*About this task*. Write the full listing out again, keeping every line exactly as it is.
Start of Block
//! Process-wide `tracing` bootstrap for binaries and test harnesses that
//! embed this crate.

use tracing_subscriber::EnvFilter;

/// Install a formatted subscriber filtered by `RUST_LOG`, or by
/// `default_directive` when `RUST_LOG` is unset or invalid.
///
/// Returns `false` when a global subscriber was already installed; the
/// existing one is kept.
pub fn init_tracing(default_directive: &str) -> bool {
    let filter = EnvFilter::try_from_default_env()
        .unwrap_or_else(|_| EnvFilter::new(default_directive));

    tracing_subscriber::fmt()
        .with_env_filter(filter)
        .with_target(true)
        .try_init()
        .is_ok()
}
End of Block
*Answer area*.
//! Process-wide `tracing` bootstrap for binaries and test harnesses that
//! embed this crate.

use tracing_subscriber::EnvFilter;

/// Install a formatted subscriber filtered by `RUST_LOG`, or by
/// `default_directive` when `RUST_LOG` is unset or invalid.
///
/// Returns `false` when a global subscriber was already installed; the
/// existing one is kept.
pub fn init_tracing(default_directive: &str) -> bool {
    let filter = EnvFilter::try_from_default_env()
        .unwrap_or_else(|_| EnvFilter::new(default_directive));

    tracing_subscriber::fmt()
        .with_env_filter(filter)
        .with_target(true)
        .try_init()
        .is_ok()
}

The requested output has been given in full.